Ce samedi 1er février, une impressionnante chute de roches, de 50 mètres cubes environ, s’est produite sur la RN 90, à hauteur de Moûtiers (Savoie), qui mène à de nombreuses stations de ski comme Tignes, La Plagne ou encore le domaine skiable des Trois Vallées.
Un événement qui vient chambouler le département à une semaine, à peine, des vacances scolaires.
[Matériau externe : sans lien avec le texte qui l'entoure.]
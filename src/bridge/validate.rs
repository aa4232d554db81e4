//! # Typed payload validators.
//!
//! One validator per operation result. Each either returns the strongly typed
//! value or fails with `NATIVE_FAILURE` describing what was received.
//! Validation is all-or-nothing: no field is ever defaulted.

use std::panic::{self, AssertUnwindSafe};

use serde::de::DeserializeOwned;

use super::normalize::ResultNormalizer;
use crate::error::{CanonicalResult, NotificationsError};
use crate::types::{NotificationResponse, PermissionStatus, Permissions, PushToken, PushTokenKind};
use crate::unwind::panic_message;
use crate::value::{materialize, NativeValue};

/// Validators bound to the normalizer's reader and description settings.
pub struct PayloadValidator<'a> {
    normalizer: &'a ResultNormalizer,
}

impl<'a> PayloadValidator<'a> {
    pub fn new(normalizer: &'a ResultNormalizer) -> Self {
        Self { normalizer }
    }

    /// `status ∈ {granted, denied, undetermined}`, `granted: bool`, `canAskAgain: bool`.
    pub fn permissions(&self, method: &str, value: &NativeValue) -> CanonicalResult<Permissions> {
        self.guarded(method, "permissions", value, || {
            let reader = self.normalizer.reader();
            let status = reader
                .read(value, "status")
                .as_str()
                .and_then(|s| s.parse::<PermissionStatus>().ok());
            let granted = reader.read_bool(value, "granted");
            let can_ask_again = reader.read_bool(value, "canAskAgain");

            match (status, granted, can_ask_again) {
                (Some(status), Some(granted), Some(can_ask_again)) => Some(Permissions {
                    status,
                    granted,
                    can_ask_again,
                }),
                _ => None,
            }
        })
    }

    /// `type ∈ {fcm, native}`, `data` a non-empty string.
    pub fn push_token(&self, method: &str, value: &NativeValue) -> CanonicalResult<PushToken> {
        self.guarded(method, "push token", value, || {
            let reader = self.normalizer.reader();
            let kind = reader
                .read(value, "type")
                .as_str()
                .and_then(|s| s.parse::<PushTokenKind>().ok());
            let data = reader.read_str(value, "data").filter(|d| !d.is_empty());
            Some(PushToken { kind: kind?, data: data? })
        })
    }

    /// A bare string, or an object exposing a string `id`.
    pub fn schedule_id(&self, method: &str, value: &NativeValue) -> CanonicalResult<String> {
        self.guarded(method, "identifier", value, || match value {
            NativeValue::String(id) => Some(id.clone()),
            _ => self.normalizer.reader().read_str(value, "id"),
        })
    }

    /// `null` → `None`; otherwise a complete notification response.
    pub fn optional_response(
        &self,
        method: &str,
        value: &NativeValue,
    ) -> CanonicalResult<Option<NotificationResponse>> {
        if value.is_nullish() {
            return Ok(None);
        }
        self.guarded(method, "notification response", value, || self.typed(value))
            .map(Some)
    }

    /// Materializes `value` and deserializes it into `T`.
    ///
    /// `None` when the value does not deserialize or reading it panicked.
    pub fn typed<T: DeserializeOwned>(&self, value: &NativeValue) -> Option<T> {
        panic::catch_unwind(AssertUnwindSafe(|| {
            serde_json::from_value(materialize(self.normalizer.reader(), value)).ok()
        }))
        .unwrap_or(None)
    }

    // Runs `check` with host panics contained; `None` and panics both
    // surface as an invalid-payload failure.
    fn guarded<T>(
        &self,
        method: &str,
        what: &str,
        value: &NativeValue,
        check: impl FnOnce() -> Option<T>,
    ) -> CanonicalResult<T> {
        match panic::catch_unwind(AssertUnwindSafe(check)) {
            Ok(Some(checked)) => Ok(checked),
            Ok(None) => Err(self.invalid(method, what, value, None)),
            Err(payload) => Err(self.invalid(method, what, value, Some(panic_message(&*payload)))),
        }
    }

    fn invalid(&self, method: &str, what: &str, value: &NativeValue, panicked: Option<String>) -> NotificationsError {
        let received = self.normalizer.describe(value);
        NotificationsError::native(match panicked {
            None => format!("Native {method} returned an invalid {what} payload; received {received}"),
            Some(reason) => format!(
                "Native {method} returned an invalid {what} payload; reading it panicked ({reason}); received {received}"
            ),
        })
    }
}

#[cfg(test)]
mod tests {
    use serde_json::json;

    use super::*;
    use crate::error::FailureKind;
    use std::sync::Arc;

    use crate::testkit::{sample_response, FakeMap};
    use crate::value::{FieldReader, Probe, ReadStrategy};

    struct Exploding;

    impl ReadStrategy for Exploding {
        fn name(&self) -> &'static str {
            "exploding"
        }

        fn probe(&self, _value: &NativeValue, _key: &str) -> Probe {
            panic!("reader exploded")
        }
    }

    fn assert_contained<T: std::fmt::Debug>(result: CanonicalResult<T>) {
        let err = result.unwrap_err();
        assert_eq!(err.kind, FailureKind::NativeFailure);
        assert!(err.message.contains("reader exploded"), "{}", err.message);
    }

    fn check<T>(f: impl FnOnce(&PayloadValidator<'_>) -> T) -> T {
        let normalizer = ResultNormalizer::default();
        let validator = PayloadValidator::new(&normalizer);
        f(&validator)
    }

    #[test]
    fn permissions_require_all_three_fields() {
        let complete = NativeValue::from(json!({ "status": "denied", "granted": false, "canAskAgain": true }));
        let perms = check(|v| v.permissions("getPermissions", &complete)).unwrap();
        assert_eq!(perms.status, PermissionStatus::Denied);
        assert!(perms.can_ask_again);

        let partial = NativeValue::from(json!({ "status": "granted", "granted": true }));
        let err = check(|v| v.permissions("getPermissions", &partial)).unwrap_err();
        assert_eq!(err.kind, FailureKind::NativeFailure);
        assert!(err.message.contains("keys=[granted, status]"), "{}", err.message);
    }

    #[test]
    fn permissions_reject_unknown_status() {
        let value = NativeValue::from(json!({ "status": "provisional", "granted": true, "canAskAgain": true }));
        assert!(check(|v| v.permissions("getPermissions", &value)).is_err());
    }

    #[test]
    fn permissions_read_from_accessor_objects() {
        let map = FakeMap::new("ReadableNativeMap")
            .with_string("status", "granted")
            .with_boolean("granted", true)
            .with_boolean("canAskAgain", false);
        let perms = check(|v| v.permissions("requestPermissions", &NativeValue::map(map))).unwrap();
        assert!(perms.is_granted());
        assert!(!perms.can_ask_again);
    }

    #[test]
    fn push_token_rules() {
        let good = NativeValue::from(json!({ "type": "native", "data": "abc" }));
        assert_eq!(check(|v| v.push_token("getPushToken", &good)).unwrap().kind, PushTokenKind::Native);

        for bad in [
            json!({ "type": "apns", "data": "abc" }),
            json!({ "type": "fcm", "data": "" }),
            json!({ "type": "fcm" }),
        ] {
            assert!(check(|v| v.push_token("getPushToken", &NativeValue::from(bad))).is_err());
        }
    }

    #[test]
    fn schedule_id_accepts_string_or_object() {
        assert_eq!(
            check(|v| v.schedule_id("scheduleNotification", &NativeValue::from("n-1"))).unwrap(),
            "n-1"
        );
        let object = NativeValue::from(json!({ "id": "n-2" }));
        assert_eq!(check(|v| v.schedule_id("scheduleNotification", &object)).unwrap(), "n-2");

        let err = check(|v| v.schedule_id("scheduleNotification", &NativeValue::from(json!({ "id": 4 }))))
            .unwrap_err();
        assert_eq!(
            err.message,
            "Native scheduleNotification returned an invalid identifier payload; received object(Object) keys=[id]"
        );
    }

    #[test]
    fn optional_response_handles_null_and_full_payloads() {
        assert_eq!(
            check(|v| v.optional_response("getLastNotificationResponse", &NativeValue::Null)).unwrap(),
            None
        );

        let value = NativeValue::from(sample_response());
        let response = check(|v| v.optional_response("getLastNotificationResponse", &value))
            .unwrap()
            .unwrap();
        assert_eq!(response.action_identifier, "default");

        let broken = NativeValue::from(json!({ "actionIdentifier": "default" }));
        assert!(check(|v| v.optional_response("getLastNotificationResponse", &broken)).is_err());
    }

    #[test]
    fn panicking_reader_fails_every_validator_as_native_failure() {
        let normalizer = ResultNormalizer::new(Arc::new(FieldReader::empty().with_strategy(Exploding)), 8);
        let validator = PayloadValidator::new(&normalizer);
        let value = NativeValue::from(json!({ "status": "granted", "id": "n-1" }));

        assert_contained(validator.permissions("getPermissions", &value));
        assert_contained(validator.push_token("getPushToken", &value));
        assert_contained(validator.schedule_id("scheduleNotification", &value));
        assert_eq!(validator.typed::<NotificationResponse>(&value), None);

        let err = validator
            .optional_response("getLastNotificationResponse", &value)
            .unwrap_err();
        assert_eq!(err.kind, FailureKind::NativeFailure);
    }

    #[test]
    fn unlistable_response_object_is_native_failure() {
        let value = NativeValue::map(FakeMap::new("ReadableNativeMap").panicking_keys());
        let err = check(|v| v.optional_response("getLastNotificationResponse", &value)).unwrap_err();

        assert_eq!(err.kind, FailureKind::NativeFailure);
        assert_eq!(
            err.message,
            "Native getLastNotificationResponse returned an invalid notification response payload; \
             received map(ReadableNativeMap) keys=<unavailable>"
        );
    }
}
Pour autant, cet événement, d’ampleur nationale, serait passé "inaperçu", s’il n’avait pas touché un axe routier important, nous dit Ludovic Ravanel, géomorphologue et chercheur au laboratoire Edytem.
Cet événement serait passé totalement inaperçu s'il s’était produit 200 mètres plus loin. Ce qui est impressionnant ici, c’est l’impact sur la chaussée et les perturbations que ça a créé.
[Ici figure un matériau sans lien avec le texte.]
//! # Three-valued field lookup.
//!
//! [`FieldReader`] reads a named field from a value of unknown shape and
//! distinguishes **present-but-null** from **absent**: some valid payloads
//! carry `null` for "not applicable", while a missing key is a schema
//! violation.
//!
//! ## Rules
//! - Strategies run in order; the first non-null hit wins.
//! - A getter that throws (or panics) is a miss, never an error.
//! - No hit and at least one strategy saw `null` → `Present(Null)`.
//! - Otherwise → `Absent`.
//!
//! ## Example
//! ```rust
//! use notibridge::{Field, FieldReader, NativeValue};
//!
//! let reader = FieldReader::default();
//! let value = NativeValue::object([("data", NativeValue::Null)]);
//!
//! assert_eq!(reader.read(&value, "data"), Field::Present(NativeValue::Null));
//! assert_eq!(reader.read(&value, "other"), Field::Absent);
//! ```

use std::fmt;
use std::sync::Arc;

use super::strategy::{AccessorStrategy, DirectProperty, Probe, ReadStrategy, CONTAINER_KEYS};
use super::{Accessor, NativeValue};

/// Result of a field lookup.
#[derive(Debug, Clone, PartialEq)]
pub enum Field {
    /// The field exists (its value may be [`NativeValue::Null`]).
    Present(NativeValue),
    /// The field does not exist.
    Absent,
}

impl Field {
    /// The field's value, or `None` if absent.
    pub fn into_option(self) -> Option<NativeValue> {
        match self {
            Field::Present(v) => Some(v),
            Field::Absent => None,
        }
    }

    /// The field's value, or [`NativeValue::Undefined`] if absent.
    pub fn into_value(self) -> NativeValue {
        self.into_option().unwrap_or(NativeValue::Undefined)
    }

    /// Non-null value, if any.
    pub fn non_null(self) -> Option<NativeValue> {
        self.into_option().filter(|v| !v.is_nullish())
    }

    #[inline]
    pub fn is_absent(&self) -> bool {
        matches!(self, Field::Absent)
    }

    #[inline]
    pub fn is_null(&self) -> bool {
        matches!(self, Field::Present(NativeValue::Null))
    }

    pub fn as_str(&self) -> Option<&str> {
        match self {
            Field::Present(v) => v.as_str(),
            Field::Absent => None,
        }
    }

    pub fn as_bool(&self) -> Option<bool> {
        match self {
            Field::Present(v) => v.as_bool(),
            Field::Absent => None,
        }
    }
}

/// Ordered chain of [`ReadStrategy`] implementations.
#[derive(Clone)]
pub struct FieldReader {
    strategies: Vec<Arc<dyn ReadStrategy>>,
}

impl FieldReader {
    /// Creates a reader with no strategies (every field is absent).
    pub fn empty() -> Self {
        Self {
            strategies: Vec::new(),
        }
    }

    /// Appends a strategy at the end of the chain.
    #[must_use]
    pub fn with_strategy(mut self, strategy: impl ReadStrategy) -> Self {
        self.strategies.push(Arc::new(strategy));
        self
    }

    /// Names of the strategies in evaluation order.
    pub fn strategy_names(&self) -> Vec<&'static str> {
        self.strategies.iter().map(|s| s.name()).collect()
    }

    /// Reads `key` from `value`.
    pub fn read(&self, value: &NativeValue, key: &str) -> Field {
        if !value.is_object() {
            return Field::Absent;
        }

        let mut saw_null = false;
        for strategy in &self.strategies {
            match strategy.probe(value, key) {
                Probe::Hit(v) => return Field::Present(v),
                Probe::Null => saw_null = true,
                Probe::Miss => {}
            }
        }

        if saw_null {
            Field::Present(NativeValue::Null)
        } else {
            Field::Absent
        }
    }

    /// Reads a string field; `None` if absent or not a string.
    pub fn read_str(&self, value: &NativeValue, key: &str) -> Option<String> {
        self.read(value, key).as_str().map(str::to_owned)
    }

    /// Reads a boolean field; `None` if absent or not a boolean.
    pub fn read_bool(&self, value: &NativeValue, key: &str) -> Option<bool> {
        self.read(value, key).as_bool()
    }
}

impl Default for FieldReader {
    /// Default chain:
    ///
    /// 1. direct property
    /// 2. `get`
    /// 3. `getMap` (container keys only)
    /// 4. `getString`
    /// 5. `getBoolean`
    /// 6. `getArray`
    fn default() -> Self {
        Self::empty()
            .with_strategy(DirectProperty)
            .with_strategy(AccessorStrategy::new(Accessor::Get))
            .with_strategy(AccessorStrategy::restricted(Accessor::GetMap, CONTAINER_KEYS))
            .with_strategy(AccessorStrategy::new(Accessor::GetString))
            .with_strategy(AccessorStrategy::new(Accessor::GetBoolean))
            .with_strategy(AccessorStrategy::new(Accessor::GetArray))
    }
}

impl fmt::Debug for FieldReader {
    fn fmt(&self, f: &mut fmt::Formatter<'_>) -> fmt::Result {
        f.debug_struct("FieldReader")
            .field("strategies", &self.strategy_names())
            .finish()
    }
}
Ludovic RavanelGéomorphologue
En effet, cette route nationale dessert une grande partie des stations de ski dans la vallée de la Savoie. L’éboulement a créé d’interminables bouchons lors du week-end du 1er et 2 février.
Un phénomène classique dans les Alpes en hiver
"Ce phénomène est des plus classiques dans les Alpes en période hivernale", ajoute le géomorphologue. En cause : l’activité géomorphologique, en lien avec les gels et dégels récurrents, mais tout à fait normale pour la saison.
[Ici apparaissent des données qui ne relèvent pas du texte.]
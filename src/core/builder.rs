use std::sync::Arc;

use super::{config::BridgeConfig, notifications::Notifications};
use crate::bridge::{ModuleLocator, NativeBridge, NativeObserver, RegistrySource, ResultNormalizer};
use crate::dispatch::{DispatchShim, Dispatcher, Inline};
use crate::subscribers::SubscriptionCoordinator;
use crate::value::FieldReader;

/// Builder for constructing [`Notifications`] with optional host integrations.
pub struct NotificationsBuilder {
    cfg: BridgeConfig,
    registries: Vec<Arc<dyn RegistrySource>>,
    dispatcher: Arc<dyn Dispatcher>,
    reader: FieldReader,
}

impl NotificationsBuilder {
    /// Creates a new builder with the given configuration.
    pub fn new(cfg: BridgeConfig) -> Self {
        Self {
            cfg,
            registries: Vec::new(),
            dispatcher: Arc::new(Inline),
            reader: FieldReader::default(),
        }
    }

    /// Adds a registry the module may be found in.
    ///
    /// Sources are searched in the order they were added.
    pub fn with_registry(mut self, source: Arc<dyn RegistrySource>) -> Self {
        self.registries.push(source);
        self
    }

    /// Sets the dispatcher deciding where native calls run (default: [`Inline`]).
    pub fn with_dispatcher(mut self, dispatcher: impl Dispatcher) -> Self {
        self.dispatcher = Arc::new(dispatcher);
        self
    }

    /// Replaces the field reader chain used for every reply and event.
    pub fn with_field_reader(mut self, reader: FieldReader) -> Self {
        self.reader = reader;
        self
    }

    /// Builds and returns the [`Notifications`] instance.
    ///
    /// Wires the locator, normalizer and dispatch shim into one
    /// [`NativeBridge`], and gives the subscription coordinator a
    /// [`NativeObserver`] over the same bridge.
    pub fn build(self) -> Arc<Notifications> {
        if self.registries.is_empty() {
            tracing::warn!(module = %self.cfg.module_name, "no registry sources configured, every call will fail");
        }

        let locator = ModuleLocator::new(self.cfg.module_name.clone(), self.cfg.aliases.clone(), self.registries);
        let normalizer = ResultNormalizer::new(Arc::new(self.reader), self.cfg.describe_key_limit_clamped());
        let bridge = NativeBridge::new(locator, normalizer, DispatchShim::new(self.dispatcher));
        let coordinator = SubscriptionCoordinator::new(Arc::new(NativeObserver::new(bridge.clone())));

        Arc::new(Notifications::new_internal(self.cfg, bridge, coordinator))
    }
}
"Il s’agit d’un terrain rocheux où il y a de l’eau. Quand elle gèle, elle se dilate et celle-ci prend 9 % de volume en plus ce qui crée une ouverture de fractures. Tant qu’il y a de la glace, ça tient, car elle joue le rôle de ciment. Mais à partir du moment où celle-ci fond elle provoque une instabilité et modifie l’angle du bloc rocheux", explique Ludovic Ravanel. Une instabilité qui se crée sur plusieurs dizaines d’années.
"Cette chute de roches, c’est le point final des évolutions de plusieurs décennies", continue le géomorphologue. Cet éboulement s’est produit à 750 mètres d’altitude. À haute altitude, à plus de 1 500 mètres d’altitude, on observe une hausse de la fréquence du volume de ces événements à cause notamment de la fonte du permafrost.
"Ce qui peut éventuellement être lié à la crise climatique, ce sont les étés de plus en plus secs et des précipitations de plus en plus importantes qui ne sont pas bonnes pour la stabilité des zones rocheuses", rappelle le géomorphologue.
Un secteur situé entre deux failles
D’autant plus que la fragilité de ce secteur était connue. "C’est un endroit où les risques d’éboulements rocheux sont importants. C’est répertorié comme tel par les services géologiques de l’État. On sait que ce secteur est pourri, que la roche tombe. Et ça depuis longtemps", avait déclaré au lendemain du drame le député Vincent Rolland.
"Car ce secteur se situe au croisement de deux failles. Il s’agit là de fractures majeures datant de plusieurs décennies, la roche y est broyée", dit Ludovic Ravanel.
Des filets de sécurité avaient d’ailleurs été mis en place à cet endroit, entre 2022 et 2024. Mais ceux-ci n’ont pas été suffisants pour stopper l’amas de roches.
"Il faut accepter que nos routes ne soient pas parfaitement protégées. Nous sommes dans la nature, il y a des blocs qui tombent. Et financièrement, cela coûterait trop cher de protéger toutes les routes", conclut Ludovic Ravanel.